• Saved entries
====

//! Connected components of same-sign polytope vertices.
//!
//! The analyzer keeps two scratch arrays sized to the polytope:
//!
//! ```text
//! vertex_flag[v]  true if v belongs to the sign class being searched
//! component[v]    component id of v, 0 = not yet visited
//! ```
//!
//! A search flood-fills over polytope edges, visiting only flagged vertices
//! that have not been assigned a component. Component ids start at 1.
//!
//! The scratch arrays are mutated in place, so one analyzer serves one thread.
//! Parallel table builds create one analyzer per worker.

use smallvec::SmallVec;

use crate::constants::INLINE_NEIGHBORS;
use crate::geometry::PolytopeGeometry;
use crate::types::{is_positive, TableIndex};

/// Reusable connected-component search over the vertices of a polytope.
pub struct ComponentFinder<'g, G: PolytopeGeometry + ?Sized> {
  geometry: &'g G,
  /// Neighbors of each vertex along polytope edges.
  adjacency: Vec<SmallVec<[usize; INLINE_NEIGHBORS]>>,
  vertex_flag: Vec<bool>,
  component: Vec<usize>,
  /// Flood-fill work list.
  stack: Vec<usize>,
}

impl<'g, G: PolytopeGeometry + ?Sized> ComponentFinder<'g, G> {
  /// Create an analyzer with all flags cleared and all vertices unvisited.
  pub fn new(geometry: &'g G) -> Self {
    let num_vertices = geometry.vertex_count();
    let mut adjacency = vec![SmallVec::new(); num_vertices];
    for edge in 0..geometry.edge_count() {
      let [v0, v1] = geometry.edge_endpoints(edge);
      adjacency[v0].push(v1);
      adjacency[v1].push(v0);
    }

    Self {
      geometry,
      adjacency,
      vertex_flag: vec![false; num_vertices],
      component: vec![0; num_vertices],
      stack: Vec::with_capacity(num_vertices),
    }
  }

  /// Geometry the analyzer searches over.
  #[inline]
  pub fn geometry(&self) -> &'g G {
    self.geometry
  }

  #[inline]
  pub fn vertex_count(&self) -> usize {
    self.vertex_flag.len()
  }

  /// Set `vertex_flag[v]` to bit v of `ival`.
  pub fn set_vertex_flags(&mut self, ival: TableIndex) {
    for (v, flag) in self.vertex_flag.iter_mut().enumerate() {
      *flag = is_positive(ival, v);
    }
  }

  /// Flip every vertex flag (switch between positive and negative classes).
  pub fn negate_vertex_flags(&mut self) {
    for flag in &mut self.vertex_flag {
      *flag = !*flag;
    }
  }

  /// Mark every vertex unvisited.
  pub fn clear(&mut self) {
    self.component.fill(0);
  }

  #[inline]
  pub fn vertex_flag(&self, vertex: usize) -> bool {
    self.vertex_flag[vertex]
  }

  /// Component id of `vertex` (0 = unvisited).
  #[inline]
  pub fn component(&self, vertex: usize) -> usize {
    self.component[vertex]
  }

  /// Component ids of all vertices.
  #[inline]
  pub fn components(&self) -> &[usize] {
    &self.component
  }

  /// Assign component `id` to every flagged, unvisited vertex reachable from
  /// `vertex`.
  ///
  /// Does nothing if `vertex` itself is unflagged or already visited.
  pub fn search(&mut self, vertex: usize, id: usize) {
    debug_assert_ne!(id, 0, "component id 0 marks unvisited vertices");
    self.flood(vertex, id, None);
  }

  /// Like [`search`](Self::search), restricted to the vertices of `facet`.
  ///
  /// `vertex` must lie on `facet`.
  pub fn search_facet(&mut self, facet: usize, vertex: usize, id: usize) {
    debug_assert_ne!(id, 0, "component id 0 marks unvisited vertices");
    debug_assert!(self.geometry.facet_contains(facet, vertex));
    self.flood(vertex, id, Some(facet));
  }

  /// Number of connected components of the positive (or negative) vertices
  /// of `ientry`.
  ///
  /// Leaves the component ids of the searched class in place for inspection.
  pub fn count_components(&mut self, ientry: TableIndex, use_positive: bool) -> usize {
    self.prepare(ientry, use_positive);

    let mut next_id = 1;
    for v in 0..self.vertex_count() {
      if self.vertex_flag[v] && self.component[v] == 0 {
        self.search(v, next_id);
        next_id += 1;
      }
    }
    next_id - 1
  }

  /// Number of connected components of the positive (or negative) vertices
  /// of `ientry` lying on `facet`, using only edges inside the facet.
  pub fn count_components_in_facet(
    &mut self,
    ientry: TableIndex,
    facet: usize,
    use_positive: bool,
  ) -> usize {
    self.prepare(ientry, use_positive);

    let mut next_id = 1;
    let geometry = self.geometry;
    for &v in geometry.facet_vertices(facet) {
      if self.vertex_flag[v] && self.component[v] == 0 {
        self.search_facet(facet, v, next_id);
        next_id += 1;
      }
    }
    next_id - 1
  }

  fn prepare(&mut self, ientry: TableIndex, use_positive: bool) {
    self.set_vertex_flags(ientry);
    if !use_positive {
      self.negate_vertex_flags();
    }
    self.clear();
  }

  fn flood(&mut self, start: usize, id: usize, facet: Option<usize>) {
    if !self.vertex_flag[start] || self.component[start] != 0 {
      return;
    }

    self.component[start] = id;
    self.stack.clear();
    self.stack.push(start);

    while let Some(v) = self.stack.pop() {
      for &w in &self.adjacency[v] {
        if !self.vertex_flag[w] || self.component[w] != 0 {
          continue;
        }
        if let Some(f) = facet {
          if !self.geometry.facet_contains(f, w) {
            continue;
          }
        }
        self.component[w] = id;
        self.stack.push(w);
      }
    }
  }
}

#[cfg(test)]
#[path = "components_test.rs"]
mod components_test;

====

• GOAL OF THE EXERCISE
Filter the records for the string "PolytopeGeometry" and copy every line that holds it.

• THE ANSWER
use crate::geometry::PolytopeGeometry;
pub struct ComponentFinder<'g, G: PolytopeGeometry + ?Sized> {
impl<'g, G: PolytopeGeometry + ?Sized> ComponentFinder<'g, G> {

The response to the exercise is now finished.